He curls in on himself and a groan-like roar of agony billows through the hall, practically shaking the walls. Panic seizes my thoughts, and I’m overcome with a singular mission to help.
“I’ll drive.” I hold out my hand to help him up. “Just tell me where.”
He tilts his head back, and his eyes are rimmed red. “Desert Springs Memorial.”
“Got it.” I pull him to his feet, and we charge out to my car.
I don’t know what the fuck is going on, but memories from the past are knocking to get in. I need to stay focused and get Jonah to his wife and unborn baby. Before it’s too late.
Thirty-Two
Cameron
The car is still moving when Jonah jumps from the Maserati in the hospital’s emergency driveway. I leave the car there and run after him. The sterile scent of the room ignites a flood of memories that mix with current events and have me struggling to stay in the moment.
This isn’t Rosie. Not Rosie.
“My wife, where is she?” Jonah looms over the young girl at the admissions desk. “She’s seven months pregnant.”
The girl’s eyes are wide on him, most likely scared shitless by the 250-pound fighter who looks as if he’s about to rip someone’s arms clean off their body. “Oh, um . . . I need a . . . name, sir?”
“Fuck, just tell me she’s okay.” Jonah shoves his hands through his hair. “Jesus, God, please, they need to be okay.”
He looks seconds away from completely losing his shit and tearing the walls down to find his woman.
I push him aside and go to the desk. “Hi, um”—I read her nametag—“Carol, her name is Raven Slade. She’s seven months pregnant and was brought in about twenty minutes ago.”
She nods and types a few things on her computer. “Yes, she’s um . . .” More typing.
“Where the fuck is my wife?” Jonah’s question thunders off the walls and slick floors, attracting the attention of security guards nearby. They start to close in.
I hold out my hand to them and turn toward Jonah. “Slade, cut that shit out.”
His eyes dart around the room, unfocused, tears brimming. Fuck.
I stand up tall so we’re roughly the same height. “Look at me. Hey.” I slap him lightly in the face to get his attention, and he turns a hateful glare at me. “Pull your shit together now. You’ll do your wife no good by getting arrested. You want to help Raven and the baby; you need to fucking man the fuck up and be strong; you hear me?”

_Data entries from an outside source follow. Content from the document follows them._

use std::cell::RefCell;
use std::collections::HashMap;
use std::path::PathBuf;
use std::rc::Rc;

use image::DynamicImage;
use image::imageops::FilterType;

use super::markup;
use super::panel::{BorderStyle, Panel};
use crate::error::ResourceError;
use crate::layout::{self, PLACEHOLDER_HEIGHT};

/// Where relative image references are resolved from.
#[derive(Debug, Clone, PartialEq, Eq)]
pub enum Base {
    Dir(PathBuf),
    Url(String),
}

#[derive(Debug, Clone, PartialEq, Eq)]
enum Location {
    Path(PathBuf),
    Url(String),
}

pub fn is_url(source: &str) -> bool {
    source.starts_with("http://") || source.starts_with("https://")
}

impl Base {
    fn resolve(&self, source: &str) -> Location {
        if is_url(source) {
            return Location::Url(source.to_string());
        }
        match self {
            Base::Dir(dir) => Location::Path(dir.join(source)),
            Base::Url(url) => Location::Url(join_url(url, source)),
        }
    }
}

/// Resolve `source` against a document URL. Absolute paths keep the
/// scheme and host; relative paths replace the last path segment.
fn join_url(base: &str, source: &str) -> String {
    let base = base.split(['?', '#']).next().unwrap_or(base);
    let after_scheme = base.find("://").map_or(0, |i| i + 3);
    let host_end = base[after_scheme..]
        .find('/')
        .map_or(base.len(), |i| after_scheme + i);
    if let Some(absolute) = source.strip_prefix('/') {
        return format!("{}/{absolute}", &base[..host_end]);
    }
    let dir_end = base[host_end..]
        .rfind('/')
        .map_or(base.len(), |i| host_end + i);
    let source = source.strip_prefix("./").unwrap_or(source);
    format!("{}/{source}", &base[..dir_end])
}

type Entry = Result<Rc<DynamicImage>, ResourceError>;

/// Decoded images for one presentation session. Each source is fetched and
/// decoded at most once; failures are remembered too.
pub struct ImageCache {
    base: Base,
    entries: RefCell<HashMap<String, Entry>>,
}

impl ImageCache {
    pub fn new(base: Base) -> Self {
        Self {
            base,
            entries: RefCell::new(HashMap::new()),
        }
    }

    pub fn load(&self, source: &str) -> Entry {
        if let Some(entry) = self.entries.borrow().get(source) {
            return entry.clone();
        }
        let entry = self.fetch(source).map(Rc::new);
        if let Err(e) = &entry {
            tracing::debug!("{e}");
        }
        self.entries
            .borrow_mut()
            .insert(source.to_string(), entry.clone());
        entry
    }

    fn fetch(&self, source: &str) -> Result<DynamicImage, ResourceError> {
        let bytes = match self.base.resolve(source) {
            Location::Path(path) => std::fs::read(&path).map_err(|e| {
                if e.kind() == std::io::ErrorKind::NotFound {
                    ResourceError::NotFound(path.display().to_string())
                } else {
                    ResourceError::Decode {
                        source_name: path.display().to_string(),
                        reason: e.to_string(),
                    }
                }
            })?,
            Location::Url(url) => {
                tracing::debug!("fetching image {url}");
                let network = |e: ureq::Error| ResourceError::Network {
                    url: url.clone(),
                    reason: e.to_string(),
                };
                let mut response = ureq::get(&url).call().map_err(network)?;
                response.body_mut().read_to_vec().map_err(network)?
            }
        };
        image::load_from_memory(&bytes).map_err(|e| ResourceError::Decode {
            source_name: source.to_string(),
            reason: e.to_string(),
        })
    }

    /// Every image that failed to load so far, by source.
    pub fn failures(&self) -> Vec<(String, ResourceError)> {
        let mut failures: Vec<_> = self
            .entries
            .borrow()
            .iter()
            .filter_map(|(source, entry)| {
                entry.as_ref().err().map(|e| (source.clone(), e.clone()))
            })
            .collect();
        failures.sort_by(|a, b| a.0.cmp(&b.0));
        failures
    }

    /// Draw an image no wider than `max_width` cells and no taller than
    /// `max_rows`, or a placeholder of the same footprint when it cannot
    /// be loaded.
    pub fn draw(
        &self,
        source: &str,
        alt: &str,
        requested: Option<usize>,
        max_width: usize,
        max_rows: usize,
    ) -> Vec<String> {
        let width = layout::image_width(requested, max_width);
        match self.load(source) {
            Ok(img) => {
                let width = layout::fit_image(width, img.width(), img.height(), max_rows);
                cells(&img, width)
            }
            Err(_) => placeholder(alt, width, PLACEHOLDER_HEIGHT.min(max_rows.max(3))),
        }
    }
}

/// Half-block cells: each character holds two vertically stacked pixels,
/// the upper as foreground and the lower as background.
pub fn cells(img: &DynamicImage, width: usize) -> Vec<String> {
    let rows = layout::image_rows(width, img.width(), img.height());
    if rows == 0 || width == 0 {
        return Vec::new();
    }
    let resized = img
        .resize_exact(width as u32, (rows * 2) as u32, FilterType::Triangle)
        .to_rgba8();
    (0..rows as u32)
        .map(|row| {
            (0..width as u32)
                .map(|x| {
                    let top = resized.get_pixel(x, row * 2).0;
                    let bottom = resized.get_pixel(x, row * 2 + 1).0;
                    if top[3] < 128 && bottom[3] < 128 {
                        " ".to_string()
                    } else {
                        format!(
                            "[#{:02x}{:02x}{:02x} on #{:02x}{:02x}{:02x}]▀[/]",
                            top[0], top[1], top[2], bottom[0], bottom[1], bottom[2]
                        )
                    }
                })
                .collect()
        })
        .collect()
}

/// A dim box with the alt text, standing in for an image that failed.
pub fn placeholder(alt: &str, width: usize, height: usize) -> Vec<String> {
    let label = if alt.trim().is_empty() {
        "Image not available"
    } else {
        alt.trim()
    };
    let panel = Panel::new(BorderStyle::Square, "dark_grey");
    let interior = panel.interior_width(width);
    let text = markup::escape(&markup::strip(label));
    let text = layout::center_block(&[markup::truncate(&text, interior)], interior);
    let rows = layout::pad_to_height(text, height.saturating_sub(layout::BORDER_HEIGHT));
    panel.draw(&rows, width.max(2), height.max(2))
}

He blinks a few times, and some of the rage behind his eyes dissolves.
“That’s right. There you go. This is title-fight time; bring your fucking A-game. Do you understand?”
He nods.
“Good, now stop scaring the piss out of this poor girl, and let’s get a lockdown on your woman.”
“Yeah.” He nods a few more times. “Right.”
Still a mess, but at least he’s not looking murderous.
I turn back to Carol, who hands us a few pieces of paper. “If you could fill these out—”
“No, first you tell me where the fuck my wife is.” Jonah’s growled words make Carol’s hand shake.
“Sir, your wife, Raven?” She shifts on her feet and eyes me nervously.
Oh fuck, this can’t be good.
Carol clears her throat. “All I know is she was involved in a hit and run. T-boned pretty bad.”
“No.” He shakes his head and stumbles back a step.
“Jonah, man. Dig deep for it,” I say loud enough for only his ears.
“She was unconscious when they brought her in, and they rushed her right into surgery, but that’s all I know.”
Jonah’s jaw is tight, his mouth in a thin line, and a single tear escapes his eye.
Hands on my hips, I drop my head with the weight of what Jonah’s feeling. I know it, have lived it, and fucking live it every day of my life. Pain, regret, anger.
She puts the papers down and shoves them toward him. “If you could—”
He turns his back on her and storms outside.
I pick up the papers and grab a pen. “Thank you. I’ll get these taken care of.”
She nods and flashes a sad smile that makes me hurt even worse for the heavyweight fighter.
“Do you know if the woman Mrs. Slade came in with has any relatives? We can’t seem to—”
“Woman?” My head goes light, and my spine tingles. I brace my weight on the desk. “She wasn’t alone?”
“No, she had a passenger in the car with her.” She looks at her computer screen. “A woman by the name of Yvette—”
White noise. Total static. I don’t need to hear the rest of what she has to say. Eve’s hurt. The room tilts on its side, and my knees buckle. I wobble but hold tight to the desktop, refusing to fall.
“What happened to her? Is she okay?”
She checks out her computer screen and makes a few clicks. “Are you family?”
“No, but”—I point over my shoulder to the doors Jonah stormed out of minutes ago—“we’re the closest thing she has to family.”
“I’m sorry, sir, I can’t give any information out unless you’re related.”
I lean forward, desperate for something. Anything. “Please, just . . . can you give me something? Is she . . .?” I swallow hard. “Is it bad?”